**RECORDS TO PROCESS**
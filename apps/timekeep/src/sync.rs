//! Realtime synchronization of a user's timers with their live connection.
//!
//! The engine holds no per-user state of its own: every snapshot is read back
//! from the [`TimerStore`] after the mutation that triggered it. Per-connection
//! state lives in [`ConnectionScope`], which also owns the connection's
//! registry entry and heartbeat and releases both when dropped.

use std::sync::Arc;
use std::time::Duration;

use metrics::counter;
use tokio::sync::Mutex;
use tracing::{debug, info, warn};

use crate::clock::Clock;
use crate::heartbeat::Heartbeat;
use crate::protocol::{ClientMessage, ServerMessage};
use crate::registry::{ClientChannel, ConnectionRegistry};
use crate::storage::{
    ActiveTimer, StoreError, Timer, TimerId, TimerStore, TimerTable, UserId,
};

pub const DEFAULT_HEARTBEAT_INTERVAL: Duration = Duration::from_secs(1);

#[derive(Debug, Clone)]
pub struct SyncConfig {
    pub heartbeat_interval: Duration,
    /// Close the previous connection of a user when a new one registers.
    pub close_superseded: bool,
}

impl Default for SyncConfig {
    fn default() -> Self {
        Self {
            heartbeat_interval: DEFAULT_HEARTBEAT_INTERVAL,
            close_superseded: false,
        }
    }
}

/// Result of one inbound frame.
#[derive(Debug, Clone, PartialEq, Eq)]
pub enum CommandOutcome {
    Created(TimerId),
    Stopped(TimerId),
    /// Stop for a timer that is not (or no longer) an active timer of this user.
    Ignored,
    /// Frame did not parse; nothing was done.
    Malformed,
}

#[derive(Clone)]
pub struct SyncEngine {
    timers: Arc<dyn TimerStore>,
    registry: ConnectionRegistry,
    clock: Arc<dyn Clock>,
    config: SyncConfig,
}

impl SyncEngine {
    pub fn new(
        timers: Arc<dyn TimerStore>,
        registry: ConnectionRegistry,
        clock: Arc<dyn Clock>,
        config: SyncConfig,
    ) -> Self {
        Self {
            timers,
            registry,
            clock,
            config,
        }
    }

    pub fn registry(&self) -> &ConnectionRegistry {
        &self.registry
    }

    /// Register `channel` as the user's live connection and push the initial snapshot.
    ///
    /// If the snapshot cannot be read the registration is rolled back and the error
    /// returned; the caller should end the connection.
    pub async fn connect(
        &self,
        user_id: UserId,
        channel: ClientChannel,
    ) -> Result<ConnectionScope, StoreError> {
        if let Some(previous) = self.registry.register(user_id, channel.clone()) {
            debug!(
                user_id,
                previous = %previous.connection_id(),
                current = %channel.connection_id(),
                "superseding live connection"
            );
            if self.config.close_superseded {
                previous.close("superseded by a newer connection");
            }
        }

        let mut scope = ConnectionScope {
            engine: self.clone(),
            user_id,
            channel,
            turn: Arc::new(Mutex::new(())),
            heartbeat: None,
        };
        self.push_snapshot(user_id, &scope.channel).await?;

        scope.heartbeat = Some(Heartbeat::spawn(
            self.clone(),
            user_id,
            scope.channel.clone(),
            scope.turn.clone(),
            self.config.heartbeat_interval,
        ));
        info!(
            user_id,
            connection_id = %scope.channel.connection_id(),
            "timer sync connected"
        );
        Ok(scope)
    }

    /// Active timers with progress recomputed against now.
    ///
    /// The refreshed progress is written back in the background; a failed write
    /// is logged and never affects the returned values.
    pub async fn active_timers(&self, user_id: UserId) -> Result<Vec<ActiveTimer>, StoreError> {
        let now = self.clock.now_millis();
        let mut timers = self.timers.list_active(user_id).await?;
        for timer in timers.iter_mut() {
            timer.refresh(now);
        }

        let updates: Vec<(TimerId, i64)> = timers.iter().map(|t| (t.id, t.progress)).collect();
        if !updates.is_empty() {
            let store = self.timers.clone();
            tokio::spawn(async move {
                for (id, progress) in updates {
                    if let Err(err) = store.touch_progress(id, progress).await {
                        warn!(timer_id = id, error = %err, "failed to persist timer progress");
                        break;
                    }
                }
            });
        }
        Ok(timers)
    }

    /// Full snapshot of the user's timers.
    pub async fn snapshot(&self, user_id: UserId) -> Result<ServerMessage, StoreError> {
        let active_timers = self.active_timers(user_id).await?;
        let old_timers = self.timers.list_completed(user_id).await?;
        Ok(ServerMessage::AllTimers {
            active_timers,
            old_timers,
        })
    }

    /// Heartbeat payload: running timers only.
    pub async fn active_update(&self, user_id: UserId) -> Result<ServerMessage, StoreError> {
        Ok(ServerMessage::ActiveTimers {
            active_timers: self.active_timers(user_id).await?,
        })
    }

    pub async fn push_snapshot(
        &self,
        user_id: UserId,
        channel: &ClientChannel,
    ) -> Result<(), StoreError> {
        let snapshot = self.snapshot(user_id).await?;
        channel.send(snapshot);
        Ok(())
    }

    /// Apply one command for `user_id` and push its acknowledgment followed by a snapshot.
    ///
    /// A failed mutation pushes nothing. Once the mutation succeeds the acknowledgment
    /// is always sent, even if reading the snapshot afterwards fails.
    pub async fn handle_command(
        &self,
        user_id: UserId,
        channel: &ClientChannel,
        command: ClientMessage,
    ) -> Result<CommandOutcome, StoreError> {
        counter!("timekeep_commands_total", 1, "kind" => command.kind());
        match command {
            ClientMessage::CreateTimer { description } => {
                let description = description.unwrap_or_default();
                self.create_timer(user_id, channel, description).await
            }
            ClientMessage::StopTimer { id } => self.stop_timer(user_id, channel, id).await,
        }
    }

    async fn create_timer(
        &self,
        user_id: UserId,
        channel: &ClientChannel,
        description: String,
    ) -> Result<CommandOutcome, StoreError> {
        let timer = self
            .timers
            .start_timer(user_id, &description, self.clock.now_millis())
            .await?;
        debug!(user_id, timer_id = timer.id, "timer started");

        channel.send(ServerMessage::TimerCreated {
            timer_id: timer.id,
            description: timer.description,
        });
        self.push_snapshot(user_id, channel).await?;
        Ok(CommandOutcome::Created(timer.id))
    }

    async fn stop_timer(
        &self,
        user_id: UserId,
        channel: &ClientChannel,
        id: TimerId,
    ) -> Result<CommandOutcome, StoreError> {
        match self.timers.get_timer(TimerTable::Active, id).await? {
            Some(Timer::Active(timer)) if timer.user_id == user_id => {}
            Some(other) => {
                warn!(
                    user_id,
                    timer_id = id,
                    owner = other.user_id(),
                    "ignoring stop for a timer owned by another user"
                );
                return Ok(CommandOutcome::Ignored);
            }
            None => {
                debug!(user_id, timer_id = id, "ignoring stop for inactive timer");
                return Ok(CommandOutcome::Ignored);
            }
        }

        let completed = match self
            .timers
            .stop_timer(user_id, id, self.clock.now_millis())
            .await
        {
            Ok(completed) => completed,
            Err(StoreError::NotFound) => {
                debug!(user_id, timer_id = id, "timer stopped concurrently");
                return Ok(CommandOutcome::Ignored);
            }
            Err(err) => return Err(err),
        };
        debug!(
            user_id,
            timer_id = completed.id,
            duration_ms = completed.duration,
            "timer stopped"
        );

        channel.send(ServerMessage::TimerStopped {
            timer_id: completed.id,
        });
        self.push_snapshot(user_id, channel).await?;
        Ok(CommandOutcome::Stopped(completed.id))
    }
}

/// One authenticated live connection.
///
/// Dropping the scope cancels the heartbeat and removes the registry entry if it
/// still belongs to this connection.
pub struct ConnectionScope {
    engine: SyncEngine,
    user_id: UserId,
    channel: ClientChannel,
    turn: Arc<Mutex<()>>,
    heartbeat: Option<Heartbeat>,
}

impl ConnectionScope {
    pub fn user_id(&self) -> UserId {
        self.user_id
    }

    pub fn channel(&self) -> &ClientChannel {
        &self.channel
    }

    /// Handle one inbound text frame. Malformed frames are dropped without reply.
    ///
    /// Holds the connection's send turn for the whole command so a heartbeat push
    /// cannot land between the acknowledgment and its snapshot.
    pub async fn dispatch(&self, text: &str) -> Result<CommandOutcome, StoreError> {
        let command = match ClientMessage::decode(text) {
            Ok(command) => command,
            Err(err) => {
                counter!("timekeep_malformed_messages_total", 1);
                debug!(user_id = self.user_id, error = %err, "dropping malformed message");
                return Ok(CommandOutcome::Malformed);
            }
        };
        let _turn = self.turn.lock().await;
        self.engine
            .handle_command(self.user_id, &self.channel, command)
            .await
    }
}

impl Drop for ConnectionScope {
    fn drop(&mut self) {
        if let Some(heartbeat) = self.heartbeat.take() {
            heartbeat.cancel();
        }
        let removed = self.engine.registry.unregister(self.user_id, &self.channel);
        debug!(
            user_id = self.user_id,
            connection_id = %self.channel.connection_id(),
            removed,
            "timer sync disconnected"
        );
    }
}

**EXERCISE OBJECTIVE**
Pull out every line in the data above that has the word "description".

**SOLUTION BELOW**
            ClientMessage::CreateTimer { description } => {
                let description = description.unwrap_or_default();
                self.create_timer(user_id, channel, description).await
        description: String,
            .start_timer(user_id, &description, self.clock.now_millis())
            description: timer.description,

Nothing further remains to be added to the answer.